Rescate de Animales en la Hacienda de Echegaray (Naucalpan)

En un cateo realizado a una residencia del Estado de México en la Hacienda de Echegaray, donde presuntamente operaban santeros, personal de la Fiscalía mexiquense y de la Procuraduría de Protección al Ambiente del Estado de México (PROPAEM), así como con autoridades de Naucalpan, rescataron vivos un total de 23 animales en condiciones de hacinamiento. En la residencia ubicada en Paseo de Echegaray Sur, donde vecinos reportaron el sacrificio de animales, se rescataron 5 caprinos; 2 cuyos, 3 gallinas, 2 cabras, 6 pollos, 4 codornices y una gallina de Guinea, informaron autoridades de PROPAEM.

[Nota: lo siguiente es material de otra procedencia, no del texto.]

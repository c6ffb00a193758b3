//! Per-cell value encoding/decoding.
//!
//! A worksheet `<c>` record pairs an optional `t=` type attribute with a
//! `<v>` payload (or an `<is>` inline string). When `t` is absent the payload
//! is numeric text, and the cell's bound number format decides whether that
//! number is a plain number, a date-time, or an elapsed duration — legacy
//! documents rely on this inference, so it is not optional.
//!
//! All numeric text is locale-invariant. Malformed numeric payloads are
//! errors, never coerced to zero.

use chrono::NaiveDateTime;
use sheetpack_model::number_format::ValueClass;
use sheetpack_model::{
    datetime_from_serial, serial_from_datetime, serial_from_duration, duration_from_serial,
    CellValue, DateSystem, ErrorValue, RichText, SharedStringPool,
};
use thiserror::Error;

#[derive(Debug, Error)]
pub enum CellCodecError {
    #[error("malformed numeric value {0:?}")]
    MalformedNumber(String),
    #[error("malformed boolean value {0:?}")]
    MalformedBoolean(String),
    #[error("unknown error literal {0:?}")]
    UnknownErrorLiteral(String),
    #[error("shared string index {0} not present in the table")]
    UnknownSharedString(u32),
    #[error("malformed shared string index {0:?}")]
    MalformedSharedStringIndex(String),
    #[error("serial value {0} is not representable as a date-time")]
    SerialOutOfRange(f64),
    #[error("malformed ISO date-time {0:?}")]
    MalformedDateTime(String),
}

/// Decoded cell payload: the value plus the sharing choice it implies.
#[derive(Debug)]
pub(crate) struct DecodedValue {
    pub value: CellValue,
    pub share_string: bool,
}

impl DecodedValue {
    fn plain(value: CellValue) -> Self {
        Self {
            value,
            share_string: true,
        }
    }

    fn inline(value: CellValue) -> Self {
        Self {
            value,
            share_string: false,
        }
    }
}

/// Decode a `<c>` payload.
///
/// `t` is the cell's type attribute, `v` the `<v>` text, `inline` the parsed
/// `<is>` content, and `class` the value class of the cell's bound number
/// format (used only when `t` is absent).
pub(crate) fn decode_value(
    t: Option<&str>,
    v: Option<&str>,
    inline: Option<RichText>,
    class: ValueClass,
    shared: &SharedStringPool,
    date_system: DateSystem,
) -> Result<DecodedValue, CellCodecError> {
    match t {
        Some("s") => {
            let raw = v.unwrap_or_default();
            let index: u32 = raw
                .trim()
                .parse()
                .map_err(|_| CellCodecError::MalformedSharedStringIndex(raw.to_string()))?;
            let entry = shared
                .get(index)
                .ok_or(CellCodecError::UnknownSharedString(index))?;
            Ok(DecodedValue::plain(rich_or_plain(entry.clone())))
        }
        Some("inlineStr") => {
            let entry = inline.unwrap_or_default();
            Ok(DecodedValue::inline(rich_or_plain(entry)))
        }
        Some("str") => Ok(DecodedValue::inline(CellValue::Text(
            v.unwrap_or_default().to_string(),
        ))),
        Some("b") => {
            let raw = v.unwrap_or_default();
            let parsed = match raw.trim() {
                "1" | "true" | "TRUE" => true,
                "0" | "false" | "FALSE" => false,
                _ => return Err(CellCodecError::MalformedBoolean(raw.to_string())),
            };
            Ok(DecodedValue::plain(CellValue::Boolean(parsed)))
        }
        Some("e") => {
            let raw = v.unwrap_or_default();
            let parsed = ErrorValue::from_wire(raw.trim())
                .ok_or_else(|| CellCodecError::UnknownErrorLiteral(raw.to_string()))?;
            Ok(DecodedValue::plain(CellValue::Error(parsed)))
        }
        Some("d") => {
            let raw = v.unwrap_or_default();
            let parsed = parse_iso_datetime(raw.trim())
                .ok_or_else(|| CellCodecError::MalformedDateTime(raw.to_string()))?;
            Ok(DecodedValue::plain(CellValue::DateTime(parsed)))
        }
        // `t="n"` and no attribute both mean "numeric text, interpret via the
        // number format".
        Some("n") | None => {
            let Some(raw) = v else {
                return Ok(DecodedValue::plain(CellValue::Empty));
            };
            decode_numeric(raw, class, date_system)
        }
        // Unrecognized type: carry the payload as inline text so nothing is
        // silently dropped; the caller records the original `t` for fidelity.
        Some(_) => Ok(DecodedValue::inline(CellValue::Text(
            v.unwrap_or_default().to_string(),
        ))),
    }
}

fn decode_numeric(
    raw: &str,
    class: ValueClass,
    date_system: DateSystem,
) -> Result<DecodedValue, CellCodecError> {
    if matches!(class, ValueClass::Text) {
        // A text-formatted cell keeps its payload verbatim.
        return Ok(DecodedValue::plain(CellValue::Text(raw.to_string())));
    }

    let number = parse_wire_number(raw)?;
    let value = match class {
        ValueClass::Number => CellValue::Number(number),
        ValueClass::DateTime => CellValue::DateTime(
            datetime_from_serial(number, date_system)
                .ok_or(CellCodecError::SerialOutOfRange(number))?,
        ),
        ValueClass::Duration => CellValue::Duration(duration_from_serial(number)),
        ValueClass::Text => unreachable!("handled above"),
    };
    Ok(DecodedValue::plain(value))
}

/// Parse locale-invariant numeric text.
pub(crate) fn parse_wire_number(raw: &str) -> Result<f64, CellCodecError> {
    let trimmed = raw.trim();
    if trimmed.is_empty() {
        return Err(CellCodecError::MalformedNumber(raw.to_string()));
    }
    trimmed
        .parse::<f64>()
        .map_err(|_| CellCodecError::MalformedNumber(raw.to_string()))
}

/// Render a number in locale-invariant form (shortest round-trip decimal).
pub(crate) fn format_wire_number(n: f64) -> String {
    n.to_string()
}

/// Wire form of one encoded value: optional `t=` plus body.
pub(crate) enum WireBody {
    None,
    Value(String),
    InlineString(RichText),
}

pub(crate) struct EncodedValue {
    pub type_attr: Option<&'static str>,
    pub body: WireBody,
}

/// Encode a cell value.
///
/// `has_formula` switches text handling: a formula's cached string result is
/// written as `t="str"` and never enters the shared-string pool. Otherwise
/// `share_string` picks between the pool (`t="s"`) and an inline string.
pub(crate) fn encode_value(
    value: &CellValue,
    share_string: bool,
    has_formula: bool,
    date_system: DateSystem,
    mut intern: impl FnMut(&RichText) -> u32,
) -> EncodedValue {
    match value {
        CellValue::Empty => EncodedValue {
            type_attr: None,
            body: WireBody::None,
        },
        CellValue::Number(n) => EncodedValue {
            type_attr: None,
            body: WireBody::Value(format_wire_number(*n)),
        },
        CellValue::Boolean(b) => EncodedValue {
            type_attr: Some("b"),
            body: WireBody::Value(if *b { "1" } else { "0" }.to_string()),
        },
        CellValue::DateTime(dt) => EncodedValue {
            type_attr: None,
            body: WireBody::Value(format_wire_number(serial_from_datetime(*dt, date_system))),
        },
        CellValue::Duration(d) => EncodedValue {
            type_attr: None,
            body: WireBody::Value(format_wire_number(serial_from_duration(*d))),
        },
        CellValue::Error(err) => EncodedValue {
            type_attr: Some("e"),
            body: WireBody::Value(err.as_str().to_string()),
        },
        CellValue::Text(text) => {
            encode_text(RichText::new(text.clone()), share_string, has_formula, &mut intern)
        }
        CellValue::RichText(rich) => {
            encode_text(rich.clone(), share_string, has_formula, &mut intern)
        }
    }
}

fn encode_text(
    rich: RichText,
    share_string: bool,
    has_formula: bool,
    intern: &mut impl FnMut(&RichText) -> u32,
) -> EncodedValue {
    if has_formula {
        return EncodedValue {
            type_attr: Some("str"),
            body: WireBody::Value(rich.plain_text().to_string()),
        };
    }
    if share_string {
        let index = intern(&rich);
        EncodedValue {
            type_attr: Some("s"),
            body: WireBody::Value(index.to_string()),
        }
    } else {
        EncodedValue {
            type_attr: Some("inlineStr"),
            body: WireBody::InlineString(rich),
        }
    }
}

fn rich_or_plain(entry: RichText) -> CellValue {
    if entry.is_plain() && entry.phonetic.is_none() {
        CellValue::Text(entry.text)
    } else {
        CellValue::RichText(entry)
    }
}

fn parse_iso_datetime(raw: &str) -> Option<NaiveDateTime> {
    if let Ok(dt) = NaiveDateTime::parse_from_str(raw, "%Y-%m-%dT%H:%M:%S") {
        return Some(dt);
    }
    if let Ok(dt) = NaiveDateTime::parse_from_str(raw, "%Y-%m-%dT%H:%M:%S%.f") {
        return Some(dt);
    }
    chrono::NaiveDate::parse_from_str(raw, "%Y-%m-%d")
        .ok()
        .and_then(|d| d.and_hms_opt(0, 0, 0))
}

#[cfg(test)]
mod tests {
    use super::*;
    use chrono::NaiveDate;

    fn pool_with(texts: &[&str]) -> SharedStringPool {
        let mut pool = SharedStringPool::new();
        for t in texts {
            pool.intern_plain(*t);
        }
        pool
    }

    #[test]
    fn shared_string_decodes_to_text() {
        let pool = pool_with(&["Hello"]);
        let decoded = decode_value(
            Some("s"),
            Some("0"),
            None,
            ValueClass::Number,
            &pool,
            DateSystem::Excel1900,
        )
        .unwrap();
        assert_eq!(decoded.value, CellValue::Text("Hello".to_string()));
        assert!(decoded.share_string);
    }

    #[test]
    fn out_of_range_shared_string_index_is_an_error() {
        let pool = pool_with(&["only"]);
        let err = decode_value(
            Some("s"),
            Some("5"),
            None,
            ValueClass::Number,
            &pool,
            DateSystem::Excel1900,
        )
        .unwrap_err();
        assert!(matches!(err, CellCodecError::UnknownSharedString(5)));
    }

    #[test]
    fn typeless_cell_uses_format_class() {
        let pool = SharedStringPool::new();

        let number = decode_value(
            None,
            Some("42.5"),
            None,
            ValueClass::Number,
            &pool,
            DateSystem::Excel1900,
        )
        .unwrap();
        assert_eq!(number.value, CellValue::Number(42.5));

        let date = decode_value(
            None,
            Some("43831"),
            None,
            ValueClass::DateTime,
            &pool,
            DateSystem::Excel1900,
        )
        .unwrap();
        assert_eq!(
            date.value,
            CellValue::DateTime(
                NaiveDate::from_ymd_opt(2020, 1, 1)
                    .unwrap()
                    .and_hms_opt(0, 0, 0)
                    .unwrap()
            )
        );

        let duration = decode_value(
            None,
            Some("1.5"),
            None,
            ValueClass::Duration,
            &pool,
            DateSystem::Excel1900,
        )
        .unwrap();
        assert_eq!(
            duration.value,
            CellValue::Duration(chrono::Duration::hours(36))
        );
    }

    #[test]
    fn malformed_number_is_an_error_not_zero() {
        let pool = SharedStringPool::new();
        let err = decode_value(
            None,
            Some("12,5"),
            None,
            ValueClass::Number,
            &pool,
            DateSystem::Excel1900,
        )
        .unwrap_err();
        assert!(matches!(err, CellCodecError::MalformedNumber(_)));
    }

    #[test]
    fn booleans_roundtrip_as_1_and_0() {
        let pool = SharedStringPool::new();
        let decoded = decode_value(
            Some("b"),
            Some("1"),
            None,
            ValueClass::Number,
            &pool,
            DateSystem::Excel1900,
        )
        .unwrap();
        assert_eq!(decoded.value, CellValue::Boolean(true));

        let encoded = encode_value(
            &CellValue::Boolean(false),
            true,
            false,
            DateSystem::Excel1900,
            |_| 0,
        );
        assert_eq!(encoded.type_attr, Some("b"));
        assert!(matches!(encoded.body, WireBody::Value(ref v) if v == "0"));
    }

    #[test]
    fn formula_cached_text_is_str_not_shared() {
        let mut calls = 0u32;
        let encoded = encode_value(
            &CellValue::Text("result".to_string()),
            true,
            true,
            DateSystem::Excel1900,
            |_| {
                calls += 1;
                0
            },
        );
        assert_eq!(encoded.type_attr, Some("str"));
        assert_eq!(calls, 0, "cached formula text must not enter the pool");
    }

    #[test]
    fn datetime_encoding_respects_the_date_system() {
        let moment = NaiveDate::from_ymd_opt(2020, 1, 1)
            .unwrap()
            .and_hms_opt(0, 0, 0)
            .unwrap();
        let v1900 = encode_value(
            &CellValue::DateTime(moment),
            true,
            false,
            DateSystem::Excel1900,
            |_| 0,
        );
        let v1904 = encode_value(
            &CellValue::DateTime(moment),
            true,
            false,
            DateSystem::Excel1904,
            |_| 0,
        );
        let serial_of = |e: &EncodedValue| match &e.body {
            WireBody::Value(v) => v.parse::<f64>().unwrap(),
            _ => panic!("expected value body"),
        };
        assert_eq!(serial_of(&v1900) - serial_of(&v1904), 1462.0);
    }

    #[test]
    fn error_literals_roundtrip() {
        let pool = SharedStringPool::new();
        for variant in ErrorValue::ALL {
            let encoded = encode_value(
                &CellValue::Error(variant),
                true,
                false,
                DateSystem::Excel1900,
                |_| 0,
            );
            let WireBody::Value(text) = &encoded.body else {
                panic!("expected value body");
            };
            let decoded = decode_value(
                Some("e"),
                Some(text),
                None,
                ValueClass::Number,
                &pool,
                DateSystem::Excel1900,
            )
            .unwrap();
            assert_eq!(decoded.value, CellValue::Error(variant));
        }
    }
}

Dentro de la casa cateada “se encontró a la fauna en estado de hacinamiento, sin contar con alimento, agua y resguardo adecuado para su bienestar. Además, fueron encontrados restos de diversas especies animales, las cuales fueron privadas de la vida en actos rituales”, describió personal de PROPAEM. Por ello “los seres sintientes fueron asegurados y retirados del lugar para su atención veterinaria y rehabilitación. La FGJEM inició la investigación correspondiente por el delito de maltrato animal y realizó el aseguramiento del recinto”. Fiscalía del Edomex inició la investigación correspondiente por el delito de maltrato animal.